WORK TASK:
What lines in the records below hold the string "that"? Please show them.

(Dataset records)
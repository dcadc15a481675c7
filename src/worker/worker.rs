//! The job-processing loop.
//!
//! Exactly one worker may consume a queue directory: jobs are claimed by
//! reading the oldest file and deleting it afterwards, with no lock in
//! between. A worker killed mid-job leaves its run at `running`.

use std::path::Path;
use std::sync::Arc;
use std::sync::atomic::{AtomicBool, Ordering};
use std::time::Duration;

use tracing::{debug, error, info, warn};
use uuid::Uuid;

use crate::error::{Error, ToolError};
use crate::policy::{ModeCapabilities, Policy};
use crate::queue::{Job, JobQueue, QueuedJob};
use crate::store::Ledger;
use crate::tools::shell::tail_chars;
use crate::tools::{CommandOutput, CommandRunner, VersionControl};
use crate::worker::plan::Planner;
use crate::worker::state::{RunStatus, RunTracker};

/// Note committed to the target repository.
pub const DIAGNOSTIC_FILE: &str = "DIAGNOSTIC.md";

pub const COMMIT_MESSAGE: &str = "sovereign: add diagnostic plan";

/// Summary of a run that finished the routine.
pub const NEEDS_LLM_SUMMARY: &str =
    "Plan recorded and branch prepared; ready for a real patch via LLM.";

/// Characters of command output kept in a failure summary.
const OUTPUT_TAIL_CHARS: usize = 4000;

const WRITE_CONFIDENCE: f64 = 0.55;
const READ_ONLY_CONFIDENCE: f64 = 0.40;

/// Shared dependencies for the worker.
#[derive(Clone)]
pub struct WorkerDeps {
    pub policy: Arc<Policy>,
    pub ledger: Arc<dyn Ledger>,
    pub queue: JobQueue,
    pub runner: Arc<dyn CommandRunner>,
    pub vcs: Arc<dyn VersionControl>,
    pub planner: Arc<dyn Planner>,
    /// Sandbox probe, run only when the policy allows it.
    pub probe_command: String,
    pub poll_interval: Duration,
}

/// How a started run ended.
#[derive(Debug, Clone, PartialEq)]
enum RunOutcome {
    NeedsLlm { confidence: f64 },
    Failed { summary: String },
}

impl RunOutcome {
    fn failed(summary: impl Into<String>) -> Self {
        Self::Failed {
            summary: summary.into(),
        }
    }
}

/// Single-threaded consumer of the job queue.
pub struct Worker {
    deps: WorkerDeps,
    shutdown: Arc<AtomicBool>,
}

impl Worker {
    pub fn new(deps: WorkerDeps) -> Self {
        Self {
            deps,
            shutdown: Arc::new(AtomicBool::new(false)),
        }
    }

    /// Set the returned flag to stop [`Worker::run`] after the current job.
    pub fn shutdown_flag(&self) -> Arc<AtomicBool> {
        Arc::clone(&self.shutdown)
    }

    /// Poll the queue until the shutdown flag is set.
    pub async fn run(&self) {
        info!(
            "Worker started, polling {} every {:?}",
            self.deps.queue.dir().display(),
            self.deps.poll_interval
        );

        loop {
            if self.shutdown.load(Ordering::Relaxed) {
                info!("Worker shutting down");
                return;
            }

            match self.run_once().await {
                Ok(true) => continue,
                Ok(false) => {}
                Err(e) => error!(error = %e, "Worker iteration failed"),
            }
            tokio::time::sleep(self.deps.poll_interval).await;
        }
    }

    /// Process the oldest job, if any. Returns whether a job was consumed.
    ///
    /// The job file is removed whatever the outcome; ledger or queue errors
    /// are returned after that.
    pub async fn run_once(&self) -> Result<bool, Error> {
        let Some(queued) = self.deps.queue.peek_oldest().await? else {
            return Ok(false);
        };

        let result = self.process(&queued).await;
        self.deps.queue.dequeue(&queued).await?;
        result?;
        Ok(true)
    }

    async fn process(&self, queued: &QueuedJob) -> Result<(), Error> {
        let job = match self.deps.queue.read(queued).await {
            Ok(job) => job,
            Err(e) => {
                warn!(path = %queued.path.display(), error = %e, "Dropping unreadable job");
                if let Some(run_id) = queued.run_id_hint() {
                    let summary = format!("Unreadable job payload: {e}");
                    self.deps
                        .ledger
                        .update_run(run_id, RunStatus::Failed, None, Some(&summary))
                        .await?;
                }
                return Ok(());
            }
        };

        let mut tracker = RunTracker::queued(job.run_id);

        let caps = match self.deps.policy.capabilities_for(&job.mode) {
            Ok(caps) => caps,
            Err(e) => {
                warn!(run_id = %job.run_id, error = %e, "Rejecting job");
                return self
                    .record(&mut tracker, RunStatus::Failed, None, Some("Unknown mode"))
                    .await;
            }
        };

        self.record(&mut tracker, RunStatus::Running, None, None)
            .await?;
        info!(run_id = %job.run_id, mode = %job.mode, repo = %job.repo_path, "Run started");

        match self.execute(&job, caps).await {
            RunOutcome::NeedsLlm { confidence } => {
                self.record(
                    &mut tracker,
                    RunStatus::NeedsLlm,
                    Some(confidence),
                    Some(NEEDS_LLM_SUMMARY),
                )
                .await
            }
            RunOutcome::Failed { summary } => {
                warn!(run_id = %job.run_id, "Run failed");
                self.record(&mut tracker, RunStatus::Failed, None, Some(&summary))
                    .await
            }
        }
    }

    /// Plan, write the diagnostic note, probe the sandbox.
    async fn execute(&self, job: &Job, caps: ModeCapabilities) -> RunOutcome {
        let policy = &self.deps.policy;
        let repo = Path::new(&job.repo_path);
        let timeout = policy.step_timeout();

        let plan = self.deps.planner.plan(&job.message).await;
        debug!(run_id = %job.run_id, steps = plan.len(), "Plan ready");

        if caps.can_write_repo {
            let note = render_diagnostic(job.run_id, &job.message, &plan);

            let (allowed, reason) = policy.is_patch_allowed(&note);
            if !allowed {
                return RunOutcome::failed(format!("policy denied: {reason}"));
            }

            let branch = branch_name(job.run_id);
            let out = into_output(self.deps.vcs.create_branch(repo, &branch, timeout).await);
            if !out.success() {
                return RunOutcome::failed(format!(
                    "git branch failed: {}",
                    tail_chars(&out.output, OUTPUT_TAIL_CHARS)
                ));
            }
            info!(run_id = %job.run_id, branch = %branch, "Branch created");

            if let Err(e) = tokio::fs::write(repo.join(DIAGNOSTIC_FILE), &note).await {
                return RunOutcome::failed(format!("writing {DIAGNOSTIC_FILE} failed: {e}"));
            }

            let out = into_output(
                self.deps
                    .vcs
                    .commit_file(repo, DIAGNOSTIC_FILE, COMMIT_MESSAGE, timeout)
                    .await,
            );
            if !out.success() {
                return RunOutcome::failed(format!(
                    "git commit failed: {}",
                    tail_chars(&out.output, OUTPUT_TAIL_CHARS)
                ));
            }
        }

        let probe = &self.deps.probe_command;
        if policy.is_command_allowed(probe) {
            let out = into_output(self.deps.runner.run(probe, repo, timeout).await);
            if !out.success() {
                warn!(run_id = %job.run_id, timed_out = out.is_timeout(), "Sandbox command failed");
                return RunOutcome::failed(format!(
                    "sandbox failed: {}",
                    tail_chars(&out.output, OUTPUT_TAIL_CHARS)
                ));
            }
            debug!(run_id = %job.run_id, probe = %probe, "Sandbox probe passed");
        } else {
            debug!(run_id = %job.run_id, probe = %probe, "Sandbox probe not allowed, skipping");
        }

        let confidence = if caps.can_write_repo {
            WRITE_CONFIDENCE
        } else {
            READ_ONLY_CONFIDENCE
        };

        let gates = policy.release_gates(&caps, confidence);
        info!(
            run_id = %job.run_id,
            confidence,
            open_pr = gates.open_pr,
            merge = gates.merge,
            deploy = gates.deploy,
            "Release gates evaluated"
        );

        RunOutcome::NeedsLlm { confidence }
    }

    /// Apply a status change to the tracker, then to the ledger.
    async fn record(
        &self,
        tracker: &mut RunTracker,
        status: RunStatus,
        confidence: Option<f64>,
        summary: Option<&str>,
    ) -> Result<(), Error> {
        if let Err(reason) = tracker.transition_to(status, summary.map(str::to_string)) {
            warn!(run_id = %tracker.run_id, %reason, "Skipping status update");
            return Ok(());
        }
        self.deps
            .ledger
            .update_run(tracker.run_id, status, confidence, summary)
            .await?;
        debug!(run_id = %tracker.run_id, %status, "Run status updated");

        if status.is_terminal() {
            info!(run_id = %tracker.run_id, history = %tracker.history(), "Run finished");
        }
        Ok(())
    }
}

/// `sovereign/<first 8 chars of the run id>`.
pub fn branch_name(run_id: Uuid) -> String {
    let id = run_id.to_string();
    format!("sovereign/{}", &id[..8])
}

/// Markdown note recording the request and its plan.
pub fn render_diagnostic(run_id: Uuid, message: &str, plan: &[String]) -> String {
    let mut note = String::from("# Sovereign diagnostic\n\n");
    note.push_str(&format!("Run: {run_id}\n\n"));
    note.push_str("Request:\n\n");
    for line in message.lines() {
        note.push_str("> ");
        note.push_str(line);
        note.push('\n');
    }
    if message.is_empty() {
        note.push_str(">\n");
    }
    note.push_str("\nPlan:\n\n");
    for step in plan {
        note.push_str(&format!("- {step}\n"));
    }
    note
}

/// A command that never ran counts as a failed one, its error as output.
fn into_output(result: Result<CommandOutput, ToolError>) -> CommandOutput {
    result.unwrap_or_else(|e| CommandOutput {
        exit_code: -1,
        output: e.to_string(),
    })
}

REPLY:
/// Summary of a run that finished the routine.
    /// are returned after that.
/// A command that never ran counts as a failed one, its error as output.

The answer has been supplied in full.